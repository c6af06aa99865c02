use chrono::{DateTime, Utc};
use rust_decimal::Decimal;
use serde::Serialize;

use crate::models::{LineItem, NegotiationRound, NegotiationSession, PaymentMandate, Urgency};
use crate::services::comparator::RankedOffer;
use crate::services::mandate::{MandateClaims, Verification};
use crate::services::negotiation::{Comparison, CounterOutcome, QuoteOutcome};
use crate::services::policy::round_cents;

#[derive(Debug, Serialize)]
pub struct SessionCreatedView {
    pub session_id: String,
    pub status: &'static str,
    pub items: Vec<LineItem>,
    #[serde(with = "rust_decimal::serde::float_option")]
    pub target_price: Option<Decimal>,
    #[serde(with = "rust_decimal::serde::float_option")]
    pub target_discount_percent: Option<Decimal>,
    pub max_rounds: u32,
    pub supplier_ids: Option<Vec<String>>,
    pub created_at: DateTime<Utc>,
}

impl From<NegotiationSession> for SessionCreatedView {
    fn from(session: NegotiationSession) -> Self {
        Self {
            session_id: session.session_id,
            status: session.status.as_str(),
            items: session.items,
            target_price: session.target_price,
            target_discount_percent: session.target_discount_percent,
            max_rounds: session.max_rounds,
            supplier_ids: session.supplier_ids,
            created_at: session.created_at,
        }
    }
}

#[derive(Debug, Serialize)]
pub struct QuoteView {
    pub round_id: String,
    pub session_id: String,
    pub supplier_id: String,
    pub supplier_name: String,
    pub round_number: u32,
    pub urgency: Urgency,
    #[serde(with = "rust_decimal::serde::float_option")]
    pub offered_price: Option<Decimal>,
    #[serde(with = "rust_decimal::serde::float_option")]
    pub total_value: Option<Decimal>,
    pub status: &'static str,
    pub simulated: bool,
}

impl From<QuoteOutcome> for QuoteView {
    fn from(outcome: QuoteOutcome) -> Self {
        let round = outcome.round;
        Self {
            round_id: round.round_id,
            session_id: round.session_id,
            supplier_id: round.supplier_id,
            supplier_name: outcome.supplier_name,
            round_number: round.round_number,
            urgency: round.urgency,
            offered_price: round.offered_price,
            total_value: round.total_value,
            status: round.status.as_str(),
            simulated: outcome.simulated,
        }
    }
}

#[derive(Debug, Serialize)]
pub struct CounterView {
    pub round_id: String,
    pub session_id: String,
    pub supplier_id: String,
    pub round_number: u32,
    #[serde(with = "rust_decimal::serde::float")]
    pub our_counter_price: Decimal,
    #[serde(with = "rust_decimal::serde::float_option")]
    pub their_response_price: Option<Decimal>,
    #[serde(with = "rust_decimal::serde::float_option")]
    pub total_value: Option<Decimal>,
    #[serde(with = "rust_decimal::serde::float")]
    pub discount_requested_percent: Decimal,
    /// Supplier disposition: `accepted`, `countered`, or `no_offer`.
    pub status: &'static str,
}

impl From<CounterOutcome> for CounterView {
    fn from(outcome: CounterOutcome) -> Self {
        let round = outcome.round;
        Self {
            round_id: round.round_id,
            session_id: round.session_id,
            supplier_id: round.supplier_id,
            round_number: round.round_number,
            our_counter_price: outcome.counter_price,
            their_response_price: round.offered_price,
            total_value: round.total_value,
            discount_requested_percent: round_cents(outcome.discount_percent),
            status: outcome
                .disposition
                .map(|d| d.as_str())
                .unwrap_or("no_offer"),
        }
    }
}

#[derive(Debug, Serialize)]
pub struct AcceptView {
    pub session_id: String,
    pub status: &'static str,
    pub winning_supplier_id: Option<String>,
    #[serde(with = "rust_decimal::serde::float_option")]
    pub final_price: Option<Decimal>,
    #[serde(with = "rust_decimal::serde::float_option")]
    pub total_value: Option<Decimal>,
    #[serde(with = "rust_decimal::serde::float_option")]
    pub target_price: Option<Decimal>,
    pub items: Vec<LineItem>,
    pub rounds_completed: u32,
    pub notes: Option<String>,
    pub completed_at: Option<DateTime<Utc>>,
}

impl From<NegotiationSession> for AcceptView {
    fn from(session: NegotiationSession) -> Self {
        Self {
            session_id: session.session_id,
            status: session.status.as_str(),
            winning_supplier_id: session.winning_supplier_id,
            final_price: session.final_price,
            total_value: session.total_value,
            target_price: session.target_price,
            items: session.items,
            rounds_completed: session.current_round,
            notes: session.notes,
            completed_at: session.completed_at,
        }
    }
}

#[derive(Debug, Serialize)]
pub struct RoundView {
    pub round_id: String,
    pub supplier_id: String,
    pub round_number: u32,
    pub offer_type: &'static str,
    pub urgency: Urgency,
    #[serde(with = "rust_decimal::serde::float_option")]
    pub offered_price: Option<Decimal>,
    #[serde(with = "rust_decimal::serde::float_option")]
    pub total_value: Option<Decimal>,
    #[serde(with = "rust_decimal::serde::float_option")]
    pub counter_price: Option<Decimal>,
    pub justification: Option<String>,
    pub status: &'static str,
    pub created_at: DateTime<Utc>,
    pub response_received_at: Option<DateTime<Utc>>,
}

impl From<&NegotiationRound> for RoundView {
    fn from(round: &NegotiationRound) -> Self {
        Self {
            round_id: round.round_id.clone(),
            supplier_id: round.supplier_id.clone(),
            round_number: round.round_number,
            offer_type: round.offer_type.as_str(),
            urgency: round.urgency,
            offered_price: round.offered_price,
            total_value: round.total_value,
            counter_price: round.counter_price,
            justification: round.justification.clone(),
            status: round.status.as_str(),
            created_at: round.created_at,
            response_received_at: round.response_received_at,
        }
    }
}

#[derive(Debug, Serialize)]
pub struct SessionStatusView {
    pub session_id: String,
    pub status: &'static str,
    pub items: Vec<LineItem>,
    #[serde(with = "rust_decimal::serde::float_option")]
    pub target_price: Option<Decimal>,
    #[serde(with = "rust_decimal::serde::float_option")]
    pub target_discount_percent: Option<Decimal>,
    pub max_rounds: u32,
    pub current_round: u32,
    pub supplier_ids: Option<Vec<String>>,
    pub winning_supplier_id: Option<String>,
    #[serde(with = "rust_decimal::serde::float_option")]
    pub final_price: Option<Decimal>,
    #[serde(with = "rust_decimal::serde::float_option")]
    pub total_value: Option<Decimal>,
    pub notes: Option<String>,
    pub created_at: DateTime<Utc>,
    pub completed_at: Option<DateTime<Utc>>,
    pub rounds: Vec<RoundView>,
}

impl From<NegotiationSession> for SessionStatusView {
    fn from(session: NegotiationSession) -> Self {
        let rounds = session
            .ordered_rounds()
            .into_iter()
            .map(RoundView::from)
            .collect();
        Self {
            session_id: session.session_id,
            status: session.status.as_str(),
            items: session.items,
            target_price: session.target_price,
            target_discount_percent: session.target_discount_percent,
            max_rounds: session.max_rounds,
            current_round: session.current_round,
            supplier_ids: session.supplier_ids,
            winning_supplier_id: session.winning_supplier_id,
            final_price: session.final_price,
            total_value: session.total_value,
            notes: session.notes,
            created_at: session.created_at,
            completed_at: session.completed_at,
            rounds,
        }
    }
}

#[derive(Debug, Clone, Serialize)]
pub struct RankedSupplierView {
    pub rank: usize,
    pub supplier_id: String,
    pub supplier_name: String,
    pub round_id: String,
    pub round_number: u32,
    #[serde(with = "rust_decimal::serde::float")]
    pub offered_price: Decimal,
    #[serde(with = "rust_decimal::serde::float")]
    pub total_value: Decimal,
    #[serde(with = "rust_decimal::serde::float_option")]
    pub quality_rating: Option<Decimal>,
    #[serde(with = "rust_decimal::serde::float_option")]
    pub on_time_rate: Option<Decimal>,
    #[serde(
        with = "rust_decimal::serde::float_option",
        skip_serializing_if = "Option::is_none"
    )]
    pub adjusted_score: Option<Decimal>,
    /// Percent above (+) or below (−) the session target price.
    #[serde(
        with = "rust_decimal::serde::float_option",
        skip_serializing_if = "Option::is_none"
    )]
    pub vs_target_percent: Option<Decimal>,
}

impl RankedSupplierView {
    fn new(rank: usize, offer: RankedOffer, target_price: Option<Decimal>) -> Self {
        let vs_target_percent = target_price.and_then(|target| {
            offer
                .offered_price
                .checked_sub(target)
                .and_then(|gap| gap.checked_div(target))
                .and_then(|ratio| ratio.checked_mul(Decimal::ONE_HUNDRED))
                .map(round_cents)
        });
        Self {
            rank,
            supplier_id: offer.supplier_id,
            supplier_name: offer.supplier_name,
            round_id: offer.round_id,
            round_number: offer.round_number,
            offered_price: offer.offered_price,
            total_value: offer.total_value,
            quality_rating: offer.quality_rating,
            on_time_rate: offer.on_time_rate,
            adjusted_score: offer.adjusted_score.map(|s| s.round_dp(4)),
            vs_target_percent,
        }
    }
}

#[derive(Debug, Serialize)]
pub struct ComparisonView {
    pub session_id: String,
    pub criteria: &'static str,
    #[serde(with = "rust_decimal::serde::float_option")]
    pub target_price: Option<Decimal>,
    pub offers_count: usize,
    pub ranked_suppliers: Vec<RankedSupplierView>,
    pub best_offer: Option<RankedSupplierView>,
}

impl From<Comparison> for ComparisonView {
    fn from(comparison: Comparison) -> Self {
        let target_price = comparison.session.target_price;
        let ranked_suppliers: Vec<RankedSupplierView> = comparison
            .offers
            .into_iter()
            .enumerate()
            .map(|(index, offer)| RankedSupplierView::new(index + 1, offer, target_price))
            .collect();
        Self {
            session_id: comparison.session.session_id,
            criteria: comparison.criterion.as_str(),
            target_price,
            offers_count: ranked_suppliers.len(),
            best_offer: ranked_suppliers.first().cloned(),
            ranked_suppliers,
        }
    }
}

#[derive(Debug, Serialize)]
pub struct MandateCreatedView {
    pub mandate_id: String,
    pub signed_mandate: String,
    #[serde(with = "rust_decimal::serde::float")]
    pub amount: Decimal,
    pub currency: String,
    pub supplier_id: String,
    pub session_id: Option<String>,
    pub po_number: Option<String>,
    pub public_key_id: String,
    pub signature_algorithm: String,
    pub expires_at: DateTime<Utc>,
    pub status: &'static str,
}

impl From<PaymentMandate> for MandateCreatedView {
    fn from(mandate: PaymentMandate) -> Self {
        Self {
            mandate_id: mandate.mandate_id,
            signed_mandate: mandate.signed_mandate,
            amount: mandate.amount,
            currency: mandate.currency,
            supplier_id: mandate.supplier_id,
            session_id: mandate.session_id,
            po_number: mandate.po_number,
            public_key_id: mandate.public_key_id,
            signature_algorithm: mandate.signature_algorithm,
            expires_at: mandate.expires_at,
            status: mandate.status.as_str(),
        }
    }
}

#[derive(Debug, Serialize)]
pub struct VerificationView {
    pub mandate_id: String,
    pub valid: bool,
    #[serde(skip_serializing_if = "Option::is_none")]
    pub reason: Option<&'static str>,
    #[serde(skip_serializing_if = "Option::is_none")]
    pub message: Option<String>,
    #[serde(skip_serializing_if = "Option::is_none")]
    pub decoded_payload: Option<MandateClaims>,
    #[serde(skip_serializing_if = "Option::is_none")]
    pub status: Option<&'static str>,
    #[serde(skip_serializing_if = "Option::is_none")]
    pub expires_at: Option<DateTime<Utc>>,
}

impl From<Verification> for VerificationView {
    fn from(verification: Verification) -> Self {
        Self {
            mandate_id: verification.mandate_id,
            valid: verification.valid,
            reason: verification.reason.map(|code| code.as_str()),
            message: verification.message,
            decoded_payload: verification.claims,
            status: verification.mandate.as_ref().map(|m| m.status.as_str()),
            expires_at: verification.mandate.as_ref().map(|m| m.expires_at),
        }
    }
}

#[derive(Debug, Serialize)]
pub struct ExecutionView {
    pub mandate_id: String,
    pub status: &'static str,
    pub executed_at: Option<DateTime<Utc>>,
    #[serde(with = "rust_decimal::serde::float")]
    pub amount: Decimal,
    pub currency: String,
    pub supplier_id: String,
    pub external_order_ref: Option<String>,
}

impl From<PaymentMandate> for ExecutionView {
    fn from(mandate: PaymentMandate) -> Self {
        Self {
            mandate_id: mandate.mandate_id,
            status: mandate.status.as_str(),
            executed_at: mandate.executed_at,
            amount: mandate.amount,
            currency: mandate.currency,
            supplier_id: mandate.supplier_id,
            external_order_ref: mandate.external_order_ref,
        }
    }
}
-.-.-
WHAT NEEDS TO BE DONE ▸
Among the lines above, show every one that contains the string "VerificationView".

TASK SOLUTION ▸
pub struct VerificationView {
impl From<Verification> for VerificationView {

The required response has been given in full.